● **Work instructions**
What lines in the entries hold the string "kernel"? List them.

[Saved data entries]
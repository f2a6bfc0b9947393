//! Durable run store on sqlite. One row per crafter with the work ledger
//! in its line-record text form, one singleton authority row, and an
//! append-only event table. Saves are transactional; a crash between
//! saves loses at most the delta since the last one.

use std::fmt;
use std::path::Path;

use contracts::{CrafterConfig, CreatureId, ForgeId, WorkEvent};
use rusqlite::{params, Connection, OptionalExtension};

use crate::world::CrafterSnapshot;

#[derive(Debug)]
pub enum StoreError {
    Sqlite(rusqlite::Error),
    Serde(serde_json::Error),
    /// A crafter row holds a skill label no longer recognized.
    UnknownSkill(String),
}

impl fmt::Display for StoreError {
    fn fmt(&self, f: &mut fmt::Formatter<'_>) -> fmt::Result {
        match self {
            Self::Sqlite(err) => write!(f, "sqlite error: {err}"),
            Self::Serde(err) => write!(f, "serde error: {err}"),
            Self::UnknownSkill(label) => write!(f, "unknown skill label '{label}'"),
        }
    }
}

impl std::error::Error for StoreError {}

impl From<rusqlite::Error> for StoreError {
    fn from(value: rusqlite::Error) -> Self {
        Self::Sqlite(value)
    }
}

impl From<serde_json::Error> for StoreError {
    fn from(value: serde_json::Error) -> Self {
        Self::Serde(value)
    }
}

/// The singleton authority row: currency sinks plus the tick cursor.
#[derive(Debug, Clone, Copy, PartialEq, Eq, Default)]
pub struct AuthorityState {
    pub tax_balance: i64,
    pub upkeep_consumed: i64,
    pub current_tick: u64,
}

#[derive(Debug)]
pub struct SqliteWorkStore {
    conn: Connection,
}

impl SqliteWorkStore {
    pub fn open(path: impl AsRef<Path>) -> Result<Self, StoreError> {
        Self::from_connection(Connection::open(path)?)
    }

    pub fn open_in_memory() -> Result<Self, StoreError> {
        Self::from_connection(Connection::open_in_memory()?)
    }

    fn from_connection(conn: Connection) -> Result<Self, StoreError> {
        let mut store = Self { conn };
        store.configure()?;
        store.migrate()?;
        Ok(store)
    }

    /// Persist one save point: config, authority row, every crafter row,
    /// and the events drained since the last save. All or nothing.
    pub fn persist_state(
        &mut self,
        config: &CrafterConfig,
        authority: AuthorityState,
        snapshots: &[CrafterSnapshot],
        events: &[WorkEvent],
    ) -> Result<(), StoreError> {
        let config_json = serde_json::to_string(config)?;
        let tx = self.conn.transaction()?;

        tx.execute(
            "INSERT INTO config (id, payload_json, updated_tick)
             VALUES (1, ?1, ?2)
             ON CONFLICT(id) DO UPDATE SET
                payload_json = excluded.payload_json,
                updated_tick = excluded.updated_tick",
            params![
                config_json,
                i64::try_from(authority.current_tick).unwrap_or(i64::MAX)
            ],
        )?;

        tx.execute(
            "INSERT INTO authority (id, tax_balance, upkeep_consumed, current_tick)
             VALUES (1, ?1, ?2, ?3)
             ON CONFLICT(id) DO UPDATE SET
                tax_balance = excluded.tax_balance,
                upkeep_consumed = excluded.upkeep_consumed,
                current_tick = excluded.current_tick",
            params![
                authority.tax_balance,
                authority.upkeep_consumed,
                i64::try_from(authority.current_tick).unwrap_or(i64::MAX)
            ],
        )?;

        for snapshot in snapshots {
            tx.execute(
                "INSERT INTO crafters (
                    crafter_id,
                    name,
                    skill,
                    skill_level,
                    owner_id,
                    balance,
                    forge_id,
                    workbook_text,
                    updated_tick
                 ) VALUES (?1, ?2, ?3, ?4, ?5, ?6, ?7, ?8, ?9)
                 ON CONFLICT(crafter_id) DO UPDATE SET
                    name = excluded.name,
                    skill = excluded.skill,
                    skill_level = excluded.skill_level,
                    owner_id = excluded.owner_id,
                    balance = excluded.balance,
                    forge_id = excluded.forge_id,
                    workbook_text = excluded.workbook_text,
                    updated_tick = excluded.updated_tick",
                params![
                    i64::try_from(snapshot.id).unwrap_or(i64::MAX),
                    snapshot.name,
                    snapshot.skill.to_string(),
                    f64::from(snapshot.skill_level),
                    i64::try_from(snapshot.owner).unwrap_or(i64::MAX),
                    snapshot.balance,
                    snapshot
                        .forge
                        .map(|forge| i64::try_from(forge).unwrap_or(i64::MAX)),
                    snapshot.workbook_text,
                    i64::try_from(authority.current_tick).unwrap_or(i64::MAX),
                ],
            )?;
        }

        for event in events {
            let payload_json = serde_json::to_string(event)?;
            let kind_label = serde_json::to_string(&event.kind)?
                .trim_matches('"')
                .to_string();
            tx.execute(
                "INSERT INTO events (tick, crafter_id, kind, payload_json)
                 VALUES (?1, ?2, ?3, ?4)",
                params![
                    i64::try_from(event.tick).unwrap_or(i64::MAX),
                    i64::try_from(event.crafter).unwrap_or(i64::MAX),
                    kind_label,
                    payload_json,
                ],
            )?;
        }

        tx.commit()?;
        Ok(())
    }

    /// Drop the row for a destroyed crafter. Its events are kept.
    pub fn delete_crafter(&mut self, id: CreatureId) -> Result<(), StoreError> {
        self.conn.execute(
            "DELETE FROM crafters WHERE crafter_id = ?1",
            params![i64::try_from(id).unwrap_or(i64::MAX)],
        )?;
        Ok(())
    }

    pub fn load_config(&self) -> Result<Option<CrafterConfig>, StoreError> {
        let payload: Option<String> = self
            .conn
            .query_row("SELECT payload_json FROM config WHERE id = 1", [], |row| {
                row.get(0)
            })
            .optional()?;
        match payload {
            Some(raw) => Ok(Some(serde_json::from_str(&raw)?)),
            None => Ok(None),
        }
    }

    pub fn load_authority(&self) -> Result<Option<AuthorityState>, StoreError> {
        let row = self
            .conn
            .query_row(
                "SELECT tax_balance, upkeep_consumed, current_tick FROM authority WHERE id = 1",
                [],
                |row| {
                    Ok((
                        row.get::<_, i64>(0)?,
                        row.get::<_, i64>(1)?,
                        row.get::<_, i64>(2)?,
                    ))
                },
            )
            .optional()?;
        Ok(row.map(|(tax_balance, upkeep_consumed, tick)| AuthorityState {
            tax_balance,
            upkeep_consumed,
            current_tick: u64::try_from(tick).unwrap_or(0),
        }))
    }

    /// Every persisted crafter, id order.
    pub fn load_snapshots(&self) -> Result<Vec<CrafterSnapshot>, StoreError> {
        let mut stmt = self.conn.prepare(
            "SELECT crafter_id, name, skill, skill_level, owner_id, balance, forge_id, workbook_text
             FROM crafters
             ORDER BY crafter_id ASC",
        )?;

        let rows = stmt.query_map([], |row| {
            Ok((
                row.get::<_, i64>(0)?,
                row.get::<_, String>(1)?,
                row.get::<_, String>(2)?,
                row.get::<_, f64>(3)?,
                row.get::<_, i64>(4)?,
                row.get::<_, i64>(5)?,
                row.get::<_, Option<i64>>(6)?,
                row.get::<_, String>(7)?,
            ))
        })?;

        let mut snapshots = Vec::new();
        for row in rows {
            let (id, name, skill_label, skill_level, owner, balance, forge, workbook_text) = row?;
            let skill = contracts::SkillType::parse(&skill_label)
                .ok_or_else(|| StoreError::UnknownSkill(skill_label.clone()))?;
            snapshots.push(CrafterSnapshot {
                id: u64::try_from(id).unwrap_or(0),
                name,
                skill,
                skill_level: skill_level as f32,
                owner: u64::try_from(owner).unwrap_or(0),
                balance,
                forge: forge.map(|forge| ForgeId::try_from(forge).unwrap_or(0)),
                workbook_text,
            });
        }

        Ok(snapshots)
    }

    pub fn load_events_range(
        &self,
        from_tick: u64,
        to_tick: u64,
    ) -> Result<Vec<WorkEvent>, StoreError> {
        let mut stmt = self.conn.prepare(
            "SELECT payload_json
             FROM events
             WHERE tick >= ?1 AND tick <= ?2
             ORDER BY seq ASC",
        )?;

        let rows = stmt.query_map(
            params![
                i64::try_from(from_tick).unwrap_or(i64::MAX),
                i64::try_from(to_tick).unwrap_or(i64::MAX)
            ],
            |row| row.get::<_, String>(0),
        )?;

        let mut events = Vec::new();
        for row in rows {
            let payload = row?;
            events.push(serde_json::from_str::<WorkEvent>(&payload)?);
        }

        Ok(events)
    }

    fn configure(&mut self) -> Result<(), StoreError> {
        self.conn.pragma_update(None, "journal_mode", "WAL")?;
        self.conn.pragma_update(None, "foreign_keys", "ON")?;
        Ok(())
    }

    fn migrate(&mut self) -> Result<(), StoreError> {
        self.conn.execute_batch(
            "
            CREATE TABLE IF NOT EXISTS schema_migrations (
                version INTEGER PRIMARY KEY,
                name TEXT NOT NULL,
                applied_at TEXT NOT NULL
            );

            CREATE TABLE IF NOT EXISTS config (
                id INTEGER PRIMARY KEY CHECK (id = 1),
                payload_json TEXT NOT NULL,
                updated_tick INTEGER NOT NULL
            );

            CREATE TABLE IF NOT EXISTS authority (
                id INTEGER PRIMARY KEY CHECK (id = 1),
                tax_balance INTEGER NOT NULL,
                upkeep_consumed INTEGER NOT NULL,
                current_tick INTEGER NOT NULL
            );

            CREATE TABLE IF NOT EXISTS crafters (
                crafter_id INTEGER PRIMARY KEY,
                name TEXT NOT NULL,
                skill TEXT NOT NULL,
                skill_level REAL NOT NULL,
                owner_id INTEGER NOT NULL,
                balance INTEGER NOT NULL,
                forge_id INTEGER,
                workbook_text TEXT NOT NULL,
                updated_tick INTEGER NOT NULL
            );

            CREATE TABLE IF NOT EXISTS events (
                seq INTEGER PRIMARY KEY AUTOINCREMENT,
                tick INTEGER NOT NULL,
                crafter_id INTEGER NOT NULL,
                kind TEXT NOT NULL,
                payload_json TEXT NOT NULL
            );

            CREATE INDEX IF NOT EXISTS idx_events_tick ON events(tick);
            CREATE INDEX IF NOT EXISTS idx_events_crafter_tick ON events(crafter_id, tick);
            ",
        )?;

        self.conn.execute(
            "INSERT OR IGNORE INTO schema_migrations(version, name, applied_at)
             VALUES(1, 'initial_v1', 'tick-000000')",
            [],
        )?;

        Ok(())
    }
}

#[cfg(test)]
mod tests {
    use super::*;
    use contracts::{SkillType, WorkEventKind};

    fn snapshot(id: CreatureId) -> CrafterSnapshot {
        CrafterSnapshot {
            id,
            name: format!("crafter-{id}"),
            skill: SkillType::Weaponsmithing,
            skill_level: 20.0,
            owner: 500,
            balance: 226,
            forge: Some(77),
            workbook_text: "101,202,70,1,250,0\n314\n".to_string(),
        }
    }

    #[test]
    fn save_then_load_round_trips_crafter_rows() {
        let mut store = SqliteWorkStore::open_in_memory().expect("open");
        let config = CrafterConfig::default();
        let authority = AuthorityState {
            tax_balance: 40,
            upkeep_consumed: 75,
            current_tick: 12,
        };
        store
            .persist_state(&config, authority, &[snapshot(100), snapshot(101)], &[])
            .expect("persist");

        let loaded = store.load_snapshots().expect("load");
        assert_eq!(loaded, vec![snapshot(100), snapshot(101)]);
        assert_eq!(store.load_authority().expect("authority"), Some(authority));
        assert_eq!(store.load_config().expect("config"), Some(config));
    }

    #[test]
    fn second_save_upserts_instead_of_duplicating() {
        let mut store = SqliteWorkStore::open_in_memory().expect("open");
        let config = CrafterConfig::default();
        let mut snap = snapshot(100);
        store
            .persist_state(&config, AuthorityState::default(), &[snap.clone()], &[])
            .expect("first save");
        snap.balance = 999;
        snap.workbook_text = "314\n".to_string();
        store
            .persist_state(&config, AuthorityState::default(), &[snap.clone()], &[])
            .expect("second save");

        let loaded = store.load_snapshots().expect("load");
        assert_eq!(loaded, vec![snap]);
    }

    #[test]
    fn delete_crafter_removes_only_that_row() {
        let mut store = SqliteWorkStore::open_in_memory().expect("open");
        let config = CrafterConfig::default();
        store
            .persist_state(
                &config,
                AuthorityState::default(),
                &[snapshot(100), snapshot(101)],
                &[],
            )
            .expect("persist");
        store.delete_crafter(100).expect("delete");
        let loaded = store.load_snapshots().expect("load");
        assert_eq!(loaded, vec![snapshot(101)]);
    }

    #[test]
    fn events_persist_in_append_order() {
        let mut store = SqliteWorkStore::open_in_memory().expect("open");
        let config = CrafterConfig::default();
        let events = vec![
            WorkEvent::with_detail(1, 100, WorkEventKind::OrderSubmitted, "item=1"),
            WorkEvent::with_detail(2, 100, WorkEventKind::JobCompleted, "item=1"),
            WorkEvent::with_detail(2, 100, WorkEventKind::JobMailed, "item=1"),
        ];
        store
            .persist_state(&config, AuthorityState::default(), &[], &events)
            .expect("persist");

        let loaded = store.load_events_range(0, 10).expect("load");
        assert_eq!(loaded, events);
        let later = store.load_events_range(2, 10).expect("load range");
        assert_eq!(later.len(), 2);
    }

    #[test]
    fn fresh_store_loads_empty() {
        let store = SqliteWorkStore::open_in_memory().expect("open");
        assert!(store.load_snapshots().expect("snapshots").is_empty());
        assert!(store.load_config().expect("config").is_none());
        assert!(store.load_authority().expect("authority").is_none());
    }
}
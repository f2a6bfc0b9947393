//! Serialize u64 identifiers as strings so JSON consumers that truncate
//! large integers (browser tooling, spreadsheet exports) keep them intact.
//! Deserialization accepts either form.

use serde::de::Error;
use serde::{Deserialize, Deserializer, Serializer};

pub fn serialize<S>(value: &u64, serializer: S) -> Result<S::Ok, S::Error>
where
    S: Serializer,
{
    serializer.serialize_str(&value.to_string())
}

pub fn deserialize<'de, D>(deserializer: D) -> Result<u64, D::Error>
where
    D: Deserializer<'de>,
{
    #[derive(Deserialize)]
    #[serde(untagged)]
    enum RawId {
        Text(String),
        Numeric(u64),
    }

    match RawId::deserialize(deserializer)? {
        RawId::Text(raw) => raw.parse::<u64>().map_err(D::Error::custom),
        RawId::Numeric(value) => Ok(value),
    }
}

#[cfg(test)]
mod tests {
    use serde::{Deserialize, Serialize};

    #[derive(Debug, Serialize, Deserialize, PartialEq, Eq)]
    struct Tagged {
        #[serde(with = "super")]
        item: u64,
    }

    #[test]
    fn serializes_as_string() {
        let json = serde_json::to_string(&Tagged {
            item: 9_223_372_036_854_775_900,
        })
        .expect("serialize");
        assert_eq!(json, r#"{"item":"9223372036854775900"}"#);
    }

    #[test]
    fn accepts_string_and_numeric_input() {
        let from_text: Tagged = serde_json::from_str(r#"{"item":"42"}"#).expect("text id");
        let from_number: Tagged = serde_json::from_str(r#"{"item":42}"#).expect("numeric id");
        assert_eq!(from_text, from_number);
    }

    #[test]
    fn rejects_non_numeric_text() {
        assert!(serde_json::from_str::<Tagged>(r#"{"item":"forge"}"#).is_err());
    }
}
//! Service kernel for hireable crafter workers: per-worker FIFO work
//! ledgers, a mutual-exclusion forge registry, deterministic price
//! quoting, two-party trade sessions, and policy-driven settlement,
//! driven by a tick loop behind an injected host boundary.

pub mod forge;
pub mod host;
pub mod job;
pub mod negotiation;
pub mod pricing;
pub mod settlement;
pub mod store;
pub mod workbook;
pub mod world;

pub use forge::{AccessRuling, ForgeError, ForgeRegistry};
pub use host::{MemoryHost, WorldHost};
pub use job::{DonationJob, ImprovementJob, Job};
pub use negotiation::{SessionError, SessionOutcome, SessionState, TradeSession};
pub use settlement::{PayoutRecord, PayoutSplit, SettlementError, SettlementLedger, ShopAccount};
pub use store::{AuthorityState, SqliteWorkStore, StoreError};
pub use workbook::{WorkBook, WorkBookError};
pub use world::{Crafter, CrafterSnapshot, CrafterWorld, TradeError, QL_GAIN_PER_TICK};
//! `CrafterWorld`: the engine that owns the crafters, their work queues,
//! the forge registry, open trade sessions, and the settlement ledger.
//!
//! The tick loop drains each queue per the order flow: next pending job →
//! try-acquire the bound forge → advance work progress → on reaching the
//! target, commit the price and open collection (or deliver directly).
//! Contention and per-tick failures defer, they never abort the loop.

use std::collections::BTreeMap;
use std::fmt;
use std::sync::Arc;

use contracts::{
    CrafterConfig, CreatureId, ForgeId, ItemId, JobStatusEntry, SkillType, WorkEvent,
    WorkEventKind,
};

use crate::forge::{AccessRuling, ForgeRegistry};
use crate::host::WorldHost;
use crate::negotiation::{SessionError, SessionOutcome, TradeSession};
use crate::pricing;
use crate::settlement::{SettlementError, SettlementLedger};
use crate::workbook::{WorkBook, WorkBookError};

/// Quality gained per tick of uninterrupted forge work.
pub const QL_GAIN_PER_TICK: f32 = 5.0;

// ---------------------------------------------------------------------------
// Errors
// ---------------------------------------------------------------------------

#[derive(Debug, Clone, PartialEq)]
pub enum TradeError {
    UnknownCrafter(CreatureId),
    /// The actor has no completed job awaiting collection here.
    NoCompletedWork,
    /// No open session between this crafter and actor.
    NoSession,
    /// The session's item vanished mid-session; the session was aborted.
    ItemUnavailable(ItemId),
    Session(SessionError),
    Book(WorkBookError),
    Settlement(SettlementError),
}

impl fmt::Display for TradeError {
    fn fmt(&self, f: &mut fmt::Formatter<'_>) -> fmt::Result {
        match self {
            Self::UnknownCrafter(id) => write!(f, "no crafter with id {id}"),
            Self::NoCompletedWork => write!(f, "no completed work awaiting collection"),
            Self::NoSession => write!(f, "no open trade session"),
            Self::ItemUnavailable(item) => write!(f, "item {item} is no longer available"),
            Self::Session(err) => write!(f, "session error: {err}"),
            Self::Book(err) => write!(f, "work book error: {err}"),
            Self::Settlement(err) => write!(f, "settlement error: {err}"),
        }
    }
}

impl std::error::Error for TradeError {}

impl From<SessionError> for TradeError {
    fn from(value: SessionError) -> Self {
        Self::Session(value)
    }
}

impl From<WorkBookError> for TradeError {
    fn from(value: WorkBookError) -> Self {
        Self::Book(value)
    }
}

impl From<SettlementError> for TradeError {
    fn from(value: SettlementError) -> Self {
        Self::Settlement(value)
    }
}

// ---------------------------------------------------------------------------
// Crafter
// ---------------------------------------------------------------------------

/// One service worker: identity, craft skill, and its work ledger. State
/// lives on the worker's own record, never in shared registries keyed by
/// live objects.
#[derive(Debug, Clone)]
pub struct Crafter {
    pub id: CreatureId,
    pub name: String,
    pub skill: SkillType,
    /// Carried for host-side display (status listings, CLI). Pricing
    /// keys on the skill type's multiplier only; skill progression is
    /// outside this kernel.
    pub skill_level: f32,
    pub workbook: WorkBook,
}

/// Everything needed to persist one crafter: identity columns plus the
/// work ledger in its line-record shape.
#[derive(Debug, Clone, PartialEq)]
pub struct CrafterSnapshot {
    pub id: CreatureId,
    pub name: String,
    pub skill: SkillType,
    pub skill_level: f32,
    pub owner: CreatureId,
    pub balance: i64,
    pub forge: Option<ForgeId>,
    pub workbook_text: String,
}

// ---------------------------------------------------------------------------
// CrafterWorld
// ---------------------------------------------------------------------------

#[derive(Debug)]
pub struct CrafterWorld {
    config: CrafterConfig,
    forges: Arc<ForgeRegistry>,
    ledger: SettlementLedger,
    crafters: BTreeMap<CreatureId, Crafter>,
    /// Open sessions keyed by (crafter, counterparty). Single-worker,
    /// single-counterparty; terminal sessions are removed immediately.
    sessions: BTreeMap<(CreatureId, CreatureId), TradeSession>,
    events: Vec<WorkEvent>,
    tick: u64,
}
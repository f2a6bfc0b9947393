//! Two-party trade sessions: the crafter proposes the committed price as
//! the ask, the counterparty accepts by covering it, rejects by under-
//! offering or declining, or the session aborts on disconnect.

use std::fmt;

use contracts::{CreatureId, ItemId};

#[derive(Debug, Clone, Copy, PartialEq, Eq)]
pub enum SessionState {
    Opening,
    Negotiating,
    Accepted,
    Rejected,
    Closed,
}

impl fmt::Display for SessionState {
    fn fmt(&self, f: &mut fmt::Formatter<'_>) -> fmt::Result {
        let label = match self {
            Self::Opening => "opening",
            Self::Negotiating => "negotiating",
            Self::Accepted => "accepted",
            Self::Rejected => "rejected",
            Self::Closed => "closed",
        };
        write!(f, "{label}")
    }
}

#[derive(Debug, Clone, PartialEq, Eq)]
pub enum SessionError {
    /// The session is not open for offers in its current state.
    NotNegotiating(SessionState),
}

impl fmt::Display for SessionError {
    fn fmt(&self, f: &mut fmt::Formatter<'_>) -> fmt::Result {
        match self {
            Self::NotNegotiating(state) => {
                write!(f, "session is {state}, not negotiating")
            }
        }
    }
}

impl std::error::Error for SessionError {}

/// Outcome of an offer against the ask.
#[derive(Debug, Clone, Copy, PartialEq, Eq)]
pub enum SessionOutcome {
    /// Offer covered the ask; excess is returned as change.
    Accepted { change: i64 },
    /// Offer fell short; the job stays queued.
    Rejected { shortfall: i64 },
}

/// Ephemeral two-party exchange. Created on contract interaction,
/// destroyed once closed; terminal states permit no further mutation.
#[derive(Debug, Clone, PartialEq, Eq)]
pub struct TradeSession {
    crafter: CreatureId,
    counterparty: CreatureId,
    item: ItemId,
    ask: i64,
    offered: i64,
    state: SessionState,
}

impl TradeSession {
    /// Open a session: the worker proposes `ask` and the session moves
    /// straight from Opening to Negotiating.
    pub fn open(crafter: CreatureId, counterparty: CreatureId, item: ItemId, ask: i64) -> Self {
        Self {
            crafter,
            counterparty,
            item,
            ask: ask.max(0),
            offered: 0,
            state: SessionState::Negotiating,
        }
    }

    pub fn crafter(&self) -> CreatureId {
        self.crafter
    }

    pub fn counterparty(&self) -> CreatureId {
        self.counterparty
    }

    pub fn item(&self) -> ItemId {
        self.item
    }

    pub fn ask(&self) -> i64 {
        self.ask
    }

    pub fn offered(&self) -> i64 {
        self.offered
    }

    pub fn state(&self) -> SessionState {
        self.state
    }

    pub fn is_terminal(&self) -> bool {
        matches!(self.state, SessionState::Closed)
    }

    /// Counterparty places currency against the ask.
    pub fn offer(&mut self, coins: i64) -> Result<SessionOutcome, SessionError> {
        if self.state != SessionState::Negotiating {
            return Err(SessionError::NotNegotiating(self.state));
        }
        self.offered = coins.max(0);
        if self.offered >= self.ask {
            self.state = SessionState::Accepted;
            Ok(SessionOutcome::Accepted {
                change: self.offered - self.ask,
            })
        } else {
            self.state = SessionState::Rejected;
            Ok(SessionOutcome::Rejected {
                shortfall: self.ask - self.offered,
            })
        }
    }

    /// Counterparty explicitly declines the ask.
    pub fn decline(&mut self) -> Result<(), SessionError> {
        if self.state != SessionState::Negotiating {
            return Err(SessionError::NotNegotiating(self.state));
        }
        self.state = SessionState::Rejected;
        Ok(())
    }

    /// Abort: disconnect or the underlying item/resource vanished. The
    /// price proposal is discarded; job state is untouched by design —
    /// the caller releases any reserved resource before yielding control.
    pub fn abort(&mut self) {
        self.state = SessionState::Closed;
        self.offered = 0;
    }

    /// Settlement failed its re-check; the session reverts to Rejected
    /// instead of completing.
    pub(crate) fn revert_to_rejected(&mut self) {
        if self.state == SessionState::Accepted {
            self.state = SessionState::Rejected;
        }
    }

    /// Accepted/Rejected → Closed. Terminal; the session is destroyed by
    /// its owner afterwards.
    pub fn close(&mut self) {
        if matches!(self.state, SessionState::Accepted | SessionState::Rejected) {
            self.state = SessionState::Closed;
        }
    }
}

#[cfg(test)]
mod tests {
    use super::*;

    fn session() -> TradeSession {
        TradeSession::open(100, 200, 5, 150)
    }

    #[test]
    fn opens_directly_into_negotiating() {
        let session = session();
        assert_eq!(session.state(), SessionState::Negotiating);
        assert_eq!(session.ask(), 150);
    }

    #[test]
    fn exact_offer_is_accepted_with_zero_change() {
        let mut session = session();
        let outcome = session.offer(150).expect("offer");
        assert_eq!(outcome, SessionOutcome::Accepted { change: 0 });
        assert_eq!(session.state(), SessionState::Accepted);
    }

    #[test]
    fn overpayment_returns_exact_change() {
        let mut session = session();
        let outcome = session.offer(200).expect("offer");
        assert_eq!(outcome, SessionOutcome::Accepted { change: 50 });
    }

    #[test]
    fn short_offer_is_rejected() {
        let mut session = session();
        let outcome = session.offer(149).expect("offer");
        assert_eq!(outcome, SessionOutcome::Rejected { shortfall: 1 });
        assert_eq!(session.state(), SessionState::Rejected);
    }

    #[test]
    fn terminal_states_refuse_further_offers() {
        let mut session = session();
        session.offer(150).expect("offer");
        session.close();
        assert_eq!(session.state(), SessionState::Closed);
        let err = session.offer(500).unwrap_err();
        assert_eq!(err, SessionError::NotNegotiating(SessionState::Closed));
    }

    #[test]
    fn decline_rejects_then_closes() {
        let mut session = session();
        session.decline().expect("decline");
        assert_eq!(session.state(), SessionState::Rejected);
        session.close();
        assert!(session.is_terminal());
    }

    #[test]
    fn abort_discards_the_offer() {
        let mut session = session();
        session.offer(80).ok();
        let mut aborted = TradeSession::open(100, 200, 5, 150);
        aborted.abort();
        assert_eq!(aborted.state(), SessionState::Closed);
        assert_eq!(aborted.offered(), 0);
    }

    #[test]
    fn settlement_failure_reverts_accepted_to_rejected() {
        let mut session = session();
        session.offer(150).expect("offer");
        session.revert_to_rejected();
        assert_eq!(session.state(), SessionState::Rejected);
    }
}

● **Answer to this task**
//! Service kernel for hireable crafter workers: per-worker FIFO work
    /// outside this kernel.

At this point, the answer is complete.